(Beginning of RECORD EXTRACTS)

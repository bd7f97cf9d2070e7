//! Double-booking detection.
//!
//! Two trips collide only when their scheduled timestamps are exactly equal;
//! overlapping durations are not considered. Callers run this inside the
//! same ledger transaction that performs the write.

use chrono::{DateTime, Utc};
use uuid::Uuid;

use crate::error::AppError;
use crate::store::Ledger;

#[derive(Debug, Clone, Copy, PartialEq, Eq)]
pub enum Resource {
    Driver(Uuid),
    Vehicle(Uuid),
}

#[derive(Debug, Clone, Copy, PartialEq, Eq)]
pub struct Conflict {
    pub trip_id: Uuid,
    pub resource: Resource,
}

impl Conflict {
    pub fn into_error(self, scheduled_for: DateTime<Utc>) -> AppError {
        let what = match self.resource {
            Resource::Driver(id) => format!("driver {id}"),
            Resource::Vehicle(id) => format!("vehicle {id}"),
        };
        AppError::Conflict(format!(
            "{what} already booked at {} by trip {}",
            scheduled_for.to_rfc3339(),
            self.trip_id
        ))
    }
}

/// Looks for an active assignment holding the driver, or the vehicle when one
/// is given, at exactly `scheduled_for`. Driver clashes are reported first.
pub fn find_conflict(
    ledger: &Ledger,
    driver_id: Uuid,
    vehicle_id: Option<Uuid>,
    scheduled_for: DateTime<Utc>,
    exclude_trip: Option<Uuid>,
) -> Option<Conflict> {
    let mut vehicle_clash = None;

    for assignment in ledger.assignments() {
        if Some(assignment.trip_id) == exclude_trip {
            continue;
        }

        let Ok(trip) = ledger.trip(assignment.trip_id) else {
            continue;
        };
        if trip.scheduled_for != scheduled_for || !trip.state.occupies_slot() {
            continue;
        }

        if assignment.driver_id == driver_id {
            return Some(Conflict {
                trip_id: trip.id,
                resource: Resource::Driver(driver_id),
            });
        }

        if let Some(vehicle_id) = vehicle_id {
            if vehicle_clash.is_none() && assignment.vehicle_id == Some(vehicle_id) {
                vehicle_clash = Some(Conflict {
                    trip_id: trip.id,
                    resource: Resource::Vehicle(vehicle_id),
                });
            }
        }
    }

    vehicle_clash
}

pub fn has_conflict(
    ledger: &Ledger,
    driver_id: Uuid,
    vehicle_id: Option<Uuid>,
    scheduled_for: DateTime<Utc>,
    exclude_trip: Option<Uuid>,
) -> bool {
    find_conflict(ledger, driver_id, vehicle_id, scheduled_for, exclude_trip).is_some()
}

#[cfg(test)]
mod tests {
    use chrono::{Duration, TimeZone, Utc};
    use uuid::Uuid;

    use super::{find_conflict, has_conflict, Resource};
    use crate::models::assignment::Assignment;
    use crate::models::trip::{Trip, TripState};
    use crate::store::Ledger;

    fn seed(
        ledger: &mut Ledger,
        state: TripState,
        at: chrono::DateTime<Utc>,
        driver: Uuid,
        vehicle: Uuid,
    ) -> Uuid {
        let trip = Trip {
            id: Uuid::new_v4(),
            hotel_id: Uuid::new_v4(),
            route_id: Uuid::new_v4(),
            requested_by: Uuid::new_v4(),
            requested_at: Utc::now(),
            scheduled_for: at,
            state,
        };
        let trip_id = trip.id;
        let assignment = Assignment::new(trip_id, driver, Some(vehicle), None, Utc::now());
        ledger.open_trip(trip, Some(assignment)).unwrap();
        trip_id
    }

    fn nine_am() -> chrono::DateTime<Utc> {
        Utc.with_ymd_and_hms(2026, 5, 1, 9, 0, 0).unwrap()
    }

    #[test]
    fn same_driver_same_time_conflicts() {
        let mut ledger = Ledger::default();
        let driver = Uuid::new_v4();
        let booked = seed(&mut ledger, TripState::Assigned, nine_am(), driver, Uuid::new_v4());

        let conflict = find_conflict(&ledger, driver, None, nine_am(), None).unwrap();
        assert_eq!(conflict.trip_id, booked);
        assert_eq!(conflict.resource, Resource::Driver(driver));
    }

    #[test]
    fn different_time_never_conflicts() {
        let mut ledger = Ledger::default();
        let driver = Uuid::new_v4();
        seed(&mut ledger, TripState::Accepted, nine_am(), driver, Uuid::new_v4());

        let one_minute_later = nine_am() + Duration::minutes(1);
        assert!(!has_conflict(&ledger, driver, None, one_minute_later, None));
    }

    #[test]
    fn vehicle_only_checked_when_given() {
        let mut ledger = Ledger::default();
        let vehicle = Uuid::new_v4();
        seed(&mut ledger, TripState::InProgress, nine_am(), Uuid::new_v4(), vehicle);

        let other_driver = Uuid::new_v4();
        assert!(!has_conflict(&ledger, other_driver, None, nine_am(), None));

        let conflict = find_conflict(&ledger, other_driver, Some(vehicle), nine_am(), None).unwrap();
        assert_eq!(conflict.resource, Resource::Vehicle(vehicle));
    }

    #[test]
    fn completed_trips_do_not_hold_the_slot() {
        let mut ledger = Ledger::default();
        let driver = Uuid::new_v4();
        seed(&mut ledger, TripState::Completed, nine_am(), driver, Uuid::new_v4());

        assert!(!has_conflict(&ledger, driver, None, nine_am(), None));
    }

    #[test]
    fn excluded_trip_is_ignored() {
        let mut ledger = Ledger::default();
        let driver = Uuid::new_v4();
        let vehicle = Uuid::new_v4();
        let own = seed(&mut ledger, TripState::Assigned, nine_am(), driver, vehicle);

        assert!(!has_conflict(&ledger, driver, Some(vehicle), nine_am(), Some(own)));
    }
}
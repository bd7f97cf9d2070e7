use std::sync::Arc;

use axum::extract::{Path, Query, State};
use axum::http::StatusCode;
use axum::routing::{get, post, put};
use axum::Json;
use axum::Router;
use serde::Deserialize;
use uuid::Uuid;

use crate::auth::Claims;
use crate::engine::manual;
use crate::engine::trips::{self, NewTrip, TripCreated, TripDetail, TripFilter};
use crate::error::AppError;
use crate::models::trip::Trip;
use crate::state::AppState;

pub fn router() -> Router<Arc<AppState>> {
    Router::new()
        .route("/trips", post(create_trip).get(list_trips))
        .route("/trips/:id", get(get_trip))
        .route("/trips/:id/assign", post(assign_trip))
        .route(
            "/trips/:id/assignment",
            put(reassign_trip).delete(unassign_trip),
        )
        .route("/trips/:id/accept", post(accept_trip))
        .route("/trips/:id/reject", post(reject_trip))
        .route("/trips/:id/start", post(start_trip))
        .route("/trips/:id/finish", post(finish_trip))
        .route("/trips/:id/cancel", post(cancel_trip))
}

#[derive(Deserialize)]
pub struct AssignRequest {
    pub driver_id: Uuid,
}

#[derive(Deserialize)]
pub struct ReassignRequest {
    pub driver_id: Uuid,
    #[serde(default)]
    pub vehicle_id: Option<Uuid>,
}

async fn create_trip(
    State(state): State<Arc<AppState>>,
    claims: Claims,
    Json(payload): Json<NewTrip>,
) -> Result<(StatusCode, Json<TripCreated>), AppError> {
    let created = trips::create_trip(&state, &claims, payload)?;
    Ok((StatusCode::CREATED, Json(created)))
}

async fn list_trips(
    State(state): State<Arc<AppState>>,
    claims: Claims,
    Query(filter): Query<TripFilter>,
) -> Result<Json<Vec<Trip>>, AppError> {
    Ok(Json(trips::list_trips(&state, &claims, &filter)?))
}

async fn get_trip(
    State(state): State<Arc<AppState>>,
    claims: Claims,
    Path(id): Path<Uuid>,
) -> Result<Json<TripDetail>, AppError> {
    Ok(Json(trips::get_trip(&state, &claims, id)?))
}

async fn assign_trip(
    State(state): State<Arc<AppState>>,
    claims: Claims,
    Path(id): Path<Uuid>,
    Json(payload): Json<AssignRequest>,
) -> Result<Json<TripDetail>, AppError> {
    Ok(Json(manual::assign_trip(&state, &claims, id, payload.driver_id)?))
}

async fn reassign_trip(
    State(state): State<Arc<AppState>>,
    claims: Claims,
    Path(id): Path<Uuid>,
    Json(payload): Json<ReassignRequest>,
) -> Result<Json<TripDetail>, AppError> {
    Ok(Json(manual::reassign_trip(
        &state,
        &claims,
        id,
        payload.driver_id,
        payload.vehicle_id,
    )?))
}

async fn unassign_trip(
    State(state): State<Arc<AppState>>,
    claims: Claims,
    Path(id): Path<Uuid>,
) -> Result<Json<Trip>, AppError> {
    Ok(Json(manual::unassign_trip(&state, &claims, id)?))
}

async fn accept_trip(
    State(state): State<Arc<AppState>>,
    claims: Claims,
    Path(id): Path<Uuid>,
) -> Result<Json<TripDetail>, AppError> {
    Ok(Json(trips::accept_trip(&state, &claims, id)?))
}

async fn reject_trip(
    State(state): State<Arc<AppState>>,
    claims: Claims,
    Path(id): Path<Uuid>,
) -> Result<Json<Trip>, AppError> {
    Ok(Json(trips::reject_trip(&state, &claims, id)?))
}

async fn start_trip(
    State(state): State<Arc<AppState>>,
    claims: Claims,
    Path(id): Path<Uuid>,
) -> Result<Json<TripDetail>, AppError> {
    Ok(Json(trips::start_trip(&state, &claims, id)?))
}

async fn finish_trip(
    State(state): State<Arc<AppState>>,
    claims: Claims,
    Path(id): Path<Uuid>,
) -> Result<Json<TripDetail>, AppError> {
    Ok(Json(trips::finish_trip(&state, &claims, id)?))
}

async fn cancel_trip(
    State(state): State<Arc<AppState>>,
    claims: Claims,
    Path(id): Path<Uuid>,
) -> Result<Json<Trip>, AppError> {
    Ok(Json(trips::cancel_trip(&state, &claims, id)?))
}
use chrono::Utc;
use serde::Serialize;
use tracing::info;
use uuid::Uuid;

use crate::auth::Claims;
use crate::error::AppError;
use crate::models::pairing::Pairing;
use crate::state::AppState;
use crate::store::Ledger;

#[derive(Debug, Clone, Serialize)]
pub struct PairingChange {
    pub pairing: Pairing,
    /// The driver's previous open pairing, closed by this change.
    pub closed: Option<Pairing>,
}

pub fn current_vehicle_of(ledger: &Ledger, driver_id: Uuid) -> Option<Uuid> {
    ledger
        .open_pairing_of_driver(driver_id)
        .map(|pairing| pairing.vehicle_id)
}

/// Hands `vehicle_id` to `driver_id`, closing the driver's previous pairing in
/// the same transaction.
pub fn pair(
    state: &AppState,
    caller: &Claims,
    driver_id: Uuid,
    vehicle_id: Uuid,
) -> Result<PairingChange, AppError> {
    let hotel_id = caller.require_supervisor()?;

    let driver = state.fleet.driver(driver_id)?;
    if driver.hotel_id != Some(hotel_id) {
        return Err(AppError::Validation(format!(
            "driver {driver_id} does not belong to this hotel"
        )));
    }

    let vehicle = state.fleet.vehicle(vehicle_id)?;
    if vehicle.hotel_id != hotel_id {
        return Err(AppError::Validation(format!(
            "vehicle {vehicle_id} does not belong to this hotel"
        )));
    }

    let change = state.store.transaction(|ledger| {
        if let Some(existing) = ledger.open_pairing_of_vehicle(vehicle_id) {
            return Err(if existing.driver_id == driver_id {
                AppError::Conflict(format!(
                    "driver {driver_id} is already paired with vehicle {vehicle_id}"
                ))
            } else {
                AppError::Conflict(format!(
                    "vehicle {vehicle_id} is paired with driver {}",
                    existing.driver_id
                ))
            });
        }

        let (pairing, closed) = ledger.open_pairing(driver_id, vehicle_id, Utc::now());
        Ok(PairingChange { pairing, closed })
    })?;

    info!(
        driver_id = %driver_id,
        vehicle_id = %vehicle_id,
        pairing_id = %change.pairing.id,
        closed_pairing = ?change.closed.as_ref().map(|pairing| pairing.id),
        "driver paired with vehicle"
    );

    Ok(change)
}

pub fn unpair(state: &AppState, caller: &Claims, pairing_id: Uuid) -> Result<Pairing, AppError> {
    let hotel_id = caller.require_supervisor()?;

    let closed = state.store.transaction(|ledger| {
        let pairing = ledger.pairing(pairing_id)?.clone();

        let driver = state.fleet.user(pairing.driver_id)?;
        if driver.hotel_id != Some(hotel_id) {
            return Err(AppError::Forbidden(format!(
                "pairing {pairing_id} belongs to another hotel"
            )));
        }

        if !pairing.is_open() {
            return Err(AppError::AlreadyClosed(pairing_id));
        }

        ledger
            .close_pairing(pairing_id, Utc::now())
            .ok_or(AppError::AlreadyClosed(pairing_id))
    })?;

    info!(
        pairing_id = %pairing_id,
        driver_id = %closed.driver_id,
        vehicle_id = %closed.vehicle_id,
        "pairing closed"
    );

    Ok(closed)
}

pub fn list_open_pairings(state: &AppState, caller: &Claims) -> Result<Vec<Pairing>, AppError> {
    let hotel_id = caller.require_supervisor()?;

    let mut pairings = state
        .store
        .read(|ledger| ledger.open_pairings().cloned().collect::<Vec<_>>())?;

    pairings.retain(|pairing| {
        state
            .fleet
            .user(pairing.driver_id)
            .map(|driver| driver.hotel_id == Some(hotel_id))
            .unwrap_or(false)
    });
    pairings.sort_by_key(|pairing| (pairing.started_at, pairing.id));

    Ok(pairings)
}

(End of RECORD EXTRACTS)

Work through the entries, filtering for the string "TripState", and copy each line that holds it.

    use crate::models::trip::{Trip, TripState};
        state: TripState,
        let booked = seed(&mut ledger, TripState::Assigned, nine_am(), driver, Uuid::new_v4());
        seed(&mut ledger, TripState::Accepted, nine_am(), driver, Uuid::new_v4());
        seed(&mut ledger, TripState::InProgress, nine_am(), Uuid::new_v4(), vehicle);
        seed(&mut ledger, TripState::Completed, nine_am(), driver, Uuid::new_v4());
        let own = seed(&mut ledger, TripState::Assigned, nine_am(), driver, vehicle);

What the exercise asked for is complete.